En appui aux efforts mis en œuvre par le gouvernement, cette campagne de distribution de masse de moustiquaires débutera en 2014. Elle vise à couvrir gratuitement 100% de la population (soit plus de 9,6 millions de personnes dans treize régions cibles) par des moustiquaires imprégnées de longue durée d’action d’ici fin 2014.

“Au côté du gouvernement du Tchad, l’UNICEF déploiera tous les moyens pour que cette campagne de distribution de masse soit un succès. Nous nous fixons également pour objectif d’atteindre les populations difficiles à atteindre vivant parfois dans des zones reculées dans les 48 districts cibles de ce programme”, promet Bruno Maes.

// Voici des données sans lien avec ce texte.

//! Typed client for the issuance API.
//!
//! ```no_run
//! # async fn run() -> Result<(), signet_issuance::client::ClientError> {
//! use signet_issuance::ApiClient;
//!
//! let client = ApiClient::new("http://127.0.0.1:5555")?;
//! let roots = client.root_cert().await?;
//! println!("{} trusted root(s)", roots.roots().len());
//! # Ok(())
//! # }
//! ```

use std::time::Duration;

use base64::engine::general_purpose::STANDARD;
use base64::Engine;
use serde::de::DeserializeOwned;

use crate::api::{
    ErrorBody, PublicKeyContent, RootCertResponse, SigningCertRequest, SigningCertResponse,
};
use crate::certificate::TrustBundle;

/// Errors returned by [`ApiClient`].
#[derive(Debug, thiserror::Error)]
pub enum ClientError {
    #[error("request failed: {0}")]
    Transport(String),

    /// The server answered with an error body.
    #[error("server returned {status}: {} ({})", .body.message, .body.code)]
    Api { status: u16, body: ErrorBody },

    #[error("unexpected response: {0}")]
    Decode(String),
}

/// Client for a running issuance server.
#[derive(Debug, Clone)]
pub struct ApiClient {
    http: reqwest::Client,
    base_url: String,
}

impl ApiClient {
    pub fn new(base_url: &str) -> Result<Self, ClientError> {
        Self::with_timeout(base_url, Duration::from_secs(30))
    }

    pub fn with_timeout(base_url: &str, timeout: Duration) -> Result<Self, ClientError> {
        let http = reqwest::Client::builder()
            .timeout(timeout)
            .build()
            .map_err(|e| ClientError::Transport(e.to_string()))?;
        Ok(Self {
            http,
            base_url: base_url.trim_end_matches('/').to_string(),
        })
    }

    /// Request a certificate for `public_key_der`, proving possession with
    /// `proof` (a signature over the token's subject).
    pub async fn signing_cert(
        &self,
        token: &str,
        public_key_der: &[u8],
        proof: &[u8],
    ) -> Result<SigningCertResponse, ClientError> {
        let body = SigningCertRequest {
            public_key: PublicKeyContent {
                content: STANDARD.encode(public_key_der),
                algorithm: None,
            },
            possession_proof: STANDARD.encode(proof),
        };
        let response = self
            .http
            .post(format!("{}/api/v1/signingCert", self.base_url))
            .bearer_auth(token)
            .json(&body)
            .send()
            .await
            .map_err(|e| ClientError::Transport(e.to_string()))?;
        read_json(response).await
    }

    /// Fetch the server's trust roots.
    pub async fn root_cert(&self) -> Result<TrustBundle, ClientError> {
        let response = self
            .http
            .get(format!("{}/api/v1/rootCert", self.base_url))
            .send()
            .await
            .map_err(|e| ClientError::Transport(e.to_string()))?;
        let body: RootCertResponse = read_json(response).await?;
        TrustBundle::from_pem(&body.chain_pem).map_err(|e| ClientError::Decode(e.to_string()))
    }
}

async fn read_json<T: DeserializeOwned>(response: reqwest::Response) -> Result<T, ClientError> {
    let status = response.status();
    let bytes = response
        .bytes()
        .await
        .map_err(|e| ClientError::Transport(e.to_string()))?;

    if !status.is_success() {
        let body = serde_json::from_slice::<ErrorBody>(&bytes).map_err(|_| {
            ClientError::Decode(format!(
                "HTTP {status}: {}",
                String::from_utf8_lossy(&bytes)
            ))
        })?;
        return Err(ClientError::Api {
            status: status.as_u16(),
            body,
        });
    }

    serde_json::from_slice(&bytes).map_err(|e| ClientError::Decode(e.to_string()))
}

La distribution des moustiquaires se fait à travers deux voies au Tchad. Il y a, d’une part, la distribution de routine dans les structures sanitaires ciblant les enfants de moins de 1 an ayant complété leurs séries de vaccination et les femmes enceintes et, de l’autre, la distribution de masse ciblant la population générale.

En 2011, à travers le financement de la Banque Islamique de développement (BID) notamment, le pays, appuyé par ses partenaires, a réalisé des campagnes de distribution de masse de moustiquaires imprégnées d’insecticides de longue durée d’action dans 9 régions, au bénéfice de plus de 3 millions de personnes.

“C’est bien que l’Etat préconise des moustiquaires à la disposition de tout le monde, mais chacun doit en faire un bon usage”, conclut Dr Mbayo Marcel, responsable du centre de santé de Walia, dans le IXème arrondissement de la capitale. Il déplore que beaucoup de moustiquaires distribuées servent notamment à la pêche.